Lecture 19 --- Trees, Part III

Announcements

Homework Deadline requests can only be made upto 4hrs before the deadline and for specific reasons only through an email to ds_instructors@cs.rpi.edu

Review from Lecture 17 & 18

Overview of the ds_set implementation
begin, find, destroy_tree, insert
In-order, pre-order, and post-order traversal;
Iterator implementation. Finding the in order successor to a node: add parent pointers or add a list/vector/stack of pointers to the iterator.
B+ Tree Overview

Today’s Lecture

Trivia 1
Submini Poll from Lecture 18
Last piece of ds_set: removing an item, erase
Breadth-first and depth-first tree search
Tree height, longest-shortest paths, breadth-first search
Erase with parent pointers, increment operation on iterators
Limitations of our ds set implementation

19.1 ds_set Warmup/Review Exercises

Draw a diagram of a possible memory layout for a ds set containing the numbers 16, 2, 8, 11, and 5. Is there only one valid memory layout for this data as a ds set? Why?

In what order should a forward iterator visit the data? Draw an abstract table representation of this data (omits details of TreeNode memory layout).

19.2 Erase

First we need to find the node to remove. Once it is found, the actual removal is easy if the node has no children or only one child.
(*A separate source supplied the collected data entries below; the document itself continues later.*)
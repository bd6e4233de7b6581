//! # Orchestrator configuration.
//!
//! [`OrchestratorConfig`] is loaded from `servers/config.yml` and defines the
//! Java executable, static servers, per-template settings, dynamic spawning
//! limits, port ranges, and surveillance intervals.
//!
//! Missing fields fall back to their documented defaults; a missing file is
//! replaced by a freshly written default document so operators always have a
//! config to edit.
//!
//! # Example
//! ```
//! use fleetvisor::OrchestratorConfig;
//!
//! let cfg = OrchestratorConfig::default();
//! assert_eq!(cfg.java_path, "java");
//! assert_eq!(cfg.health_check_interval_seconds, 30);
//! assert_eq!(cfg.port_allocation.dynamic_range_start, 6100);
//! ```

use std::collections::HashMap;
use std::path::Path;

use serde::{Deserialize, Serialize};
use tracing::info;

use crate::error::Result;

/// Top-level configuration for the server management system.
///
/// Defaults:
/// - `java_path = "java"`
/// - `default_fallback_server = "lobby"`
/// - `health_check_interval_seconds = 30`
/// - `process_start_timeout_seconds = 60`
#[derive(Debug, Clone, Deserialize, Serialize)]
#[serde(rename_all = "camelCase", default)]
pub struct OrchestratorConfig {
    /// Path to the Java executable used to launch backend servers.
    pub java_path: String,
    /// Server players are routed to when their instance goes away.
    pub default_fallback_server: String,
    /// Interval of the fleet health probe, in seconds.
    pub health_check_interval_seconds: u64,
    /// Readiness-scan deadline for a starting process, in seconds.
    pub process_start_timeout_seconds: u64,
    /// Dynamic spawning limits.
    pub dynamic_spawning: DynamicSpawningConfig,
    /// Declared port ranges.
    pub port_allocation: PortAllocationConfig,
    /// Static servers keyed by server id.
    pub static_servers: HashMap<String, StaticServerConfig>,
    /// Per-template settings keyed by lower-cased template name.
    pub templates: HashMap<String, TemplateConfig>,
}

impl Default for OrchestratorConfig {
    fn default() -> Self {
        Self {
            java_path: "java".to_string(),
            default_fallback_server: "lobby".to_string(),
            health_check_interval_seconds: 30,
            process_start_timeout_seconds: 60,
            dynamic_spawning: DynamicSpawningConfig::default(),
            port_allocation: PortAllocationConfig::default(),
            static_servers: HashMap::new(),
            templates: HashMap::new(),
        }
    }
}

impl OrchestratorConfig {
    /// Loads configuration from `path`, writing a default document first if
    /// the file does not exist.
    pub fn load(path: &Path) -> Result<Self> {
        if !path.exists() {
            let config = OrchestratorConfig::default();
            config.save(path)?;
            info!(path = %path.display(), "wrote default orchestrator config");
            return Ok(config);
        }

        let raw = std::fs::read_to_string(path)?;
        let config: OrchestratorConfig = serde_yaml::from_str(&raw)?;
        Ok(config)
    }

    /// Saves the configuration to `path`, creating parent directories.
    pub fn save(&self, path: &Path) -> Result<()> {
        if let Some(parent) = path.parent() {
            std::fs::create_dir_all(parent)?;
        }
        let raw = serde_yaml::to_string(self)?;
        std::fs::write(path, raw)?;
        Ok(())
    }

    /// Per-template settings, synthesised empty when the template has no
    /// config section. Lookup is case-insensitive.
    pub fn template_config(&self, name: &str) -> TemplateConfig {
        self.templates
            .get(&name.to_lowercase())
            .cloned()
            .unwrap_or_default()
    }
}

/// Configuration for a static (persistent) server.
#[derive(Debug, Clone, Deserialize, Serialize)]
#[serde(rename_all = "camelCase", default)]
pub struct StaticServerConfig {
    /// Fixed listening port.
    pub port: u16,
    /// Maximum player capacity.
    pub max_players: u32,
    /// Start this server as part of orchestrator initialisation.
    pub always_on: bool,
    /// Heap size handed to the JVM, e.g. "2G".
    pub memory: String,
    /// Extra JVM arguments inserted before `-jar`.
    pub jvm_args: Vec<String>,
    /// Extra environment variables for the child process.
    pub environment: HashMap<String, String>,
    /// Server arguments appended after the jar; defaults apply when empty.
    pub server_args: Vec<String>,
}

impl Default for StaticServerConfig {
    fn default() -> Self {
        Self {
            port: 6000,
            max_players: 100,
            always_on: true,
            memory: "2G".to_string(),
            jvm_args: Vec::new(),
            environment: HashMap::new(),
            server_args: Vec::new(),
        }
    }
}

/// Per-template settings from the orchestrator config.
///
/// These complement the template's own manifest: the manifest describes the
/// files on disk, this section describes how the orchestrator runs them.
#[derive(Debug, Clone, Deserialize, Serialize)]
#[serde(rename_all = "camelCase", default)]
pub struct TemplateConfig {
    /// Human-readable name for listings.
    pub display_name: Option<String>,
    /// Default maximum player capacity for spawned instances.
    pub max_players: u32,
    /// Inclusive start of the port range instances are allocated from.
    pub port_range_start: u16,
    /// Inclusive end of the port range.
    pub port_range_end: u16,
    /// Heap size handed to the JVM.
    pub memory: String,
    /// Reset world state on shutdown.
    pub world_reset: bool,
    /// Delay before an idle instance is reclaimed, in seconds.
    pub auto_cleanup_delay_seconds: u64,
    /// Graceful-shutdown deadline, in seconds. The template manifest's value
    /// takes precedence when present.
    pub graceful_shutdown_timeout_seconds: u64,
    /// Extra JVM arguments inserted before `-jar`.
    pub jvm_args: Vec<String>,
    /// Extra environment variables for spawned instances.
    pub environment: HashMap<String, String>,
}

impl Default for TemplateConfig {
    fn default() -> Self {
        Self {
            display_name: None,
            max_players: 16,
            port_range_start: 6100,
            port_range_end: 6500,
            memory: "2G".to_string(),
            world_reset: true,
            auto_cleanup_delay_seconds: 300,
            graceful_shutdown_timeout_seconds: 30,
            jvm_args: Vec::new(),
            environment: HashMap::new(),
        }
    }
}

/// Limits on dynamic spawning.
#[derive(Debug, Clone, Deserialize, Serialize)]
#[serde(rename_all = "camelCase", default)]
pub struct DynamicSpawningConfig {
    /// Master switch for `spawn_dynamic`.
    pub enabled: bool,
    /// Delete the working directory of a dynamic instance on shutdown.
    pub auto_cleanup: bool,
    /// Ceiling of concurrently live dynamic instances.
    pub max_concurrent: usize,
    /// Warn threshold for remaining free dynamic ports.
    pub min_available_ports: usize,
}

impl Default for DynamicSpawningConfig {
    fn default() -> Self {
        Self {
            enabled: true,
            auto_cleanup: true,
            max_concurrent: 50,
            min_available_ports: 10,
        }
    }
}

/// Declared port ranges for static and dynamic servers.
#[derive(Debug, Clone, Deserialize, Serialize)]
#[serde(rename_all = "camelCase", default)]
pub struct PortAllocationConfig {
    /// Inclusive start of the static range.
    pub static_range_start: u16,
    /// Inclusive end of the static range.
    pub static_range_end: u16,
    /// Inclusive start of the dynamic range.
    pub dynamic_range_start: u16,
    /// Inclusive end of the dynamic range.
    pub dynamic_range_end: u16,
}

impl Default for PortAllocationConfig {
    fn default() -> Self {
        Self {
            static_range_start: 6000,
            static_range_end: 6050,
            dynamic_range_start: 6100,
            dynamic_range_end: 6500,
        }
    }
}

#[cfg(test)]
mod tests {
    use super::*;

    #[test]
    fn defaults_match_documented_values() {
        let cfg = OrchestratorConfig::default();
        assert_eq!(cfg.java_path, "java");
        assert_eq!(cfg.process_start_timeout_seconds, 60);
        assert!(cfg.dynamic_spawning.enabled);
        assert_eq!(cfg.dynamic_spawning.max_concurrent, 50);
        assert_eq!(cfg.port_allocation.static_range_start, 6000);
        assert_eq!(cfg.port_allocation.dynamic_range_end, 6500);
    }

    #[test]
    fn partial_document_fills_defaults() {
        let cfg: OrchestratorConfig = serde_yaml::from_str(
            r#"
javaPath: /opt/jdk/bin/java
templates:
  bedwars:
    portRangeStart: 6100
    portRangeEnd: 6200
"#,
        )
        .unwrap();
        assert_eq!(cfg.java_path, "/opt/jdk/bin/java");
        assert_eq!(cfg.health_check_interval_seconds, 30);
        let bedwars = cfg.template_config("BedWars");
        assert_eq!(bedwars.port_range_end, 6200);
        assert_eq!(bedwars.max_players, 16);
        assert_eq!(bedwars.memory, "2G");
    }

    #[test]
    fn unknown_template_yields_defaults() {
        let cfg = OrchestratorConfig::default();
        let tc = cfg.template_config("nonexistent");
        assert_eq!(tc.port_range_start, 6100);
        assert_eq!(tc.graceful_shutdown_timeout_seconds, 30);
    }

    #[test]
    fn load_creates_default_file() {
        let dir = tempfile::tempdir().unwrap();
        let path = dir.path().join("config.yml");
        let cfg = OrchestratorConfig::load(&path).unwrap();
        assert!(path.exists());
        assert_eq!(cfg.java_path, "java");

        // Second load parses the file just written.
        let again = OrchestratorConfig::load(&path).unwrap();
        assert_eq!(again.default_fallback_server, "lobby");
    }
}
Draw picture of each case!
It is harder if there are two children:
- Find the node with the greatest value in the left subtree or the node with the smallest value in the right subtree.
- The value in this node may be safely moved into the current node because of the tree ordering.
- Then we recursively apply erase to remove that node — which is guaranteed to have at most one child.

Exercise: Write a recursive version of erase.

Exercise: How does the order that nodes are deleted affect the tree structure? Starting with a mostly balanced tree, give an erase ordering that yields an unbalanced tree.

Code for function ERASE built in class so remember it has not been executed yet and may require some fixes here and there.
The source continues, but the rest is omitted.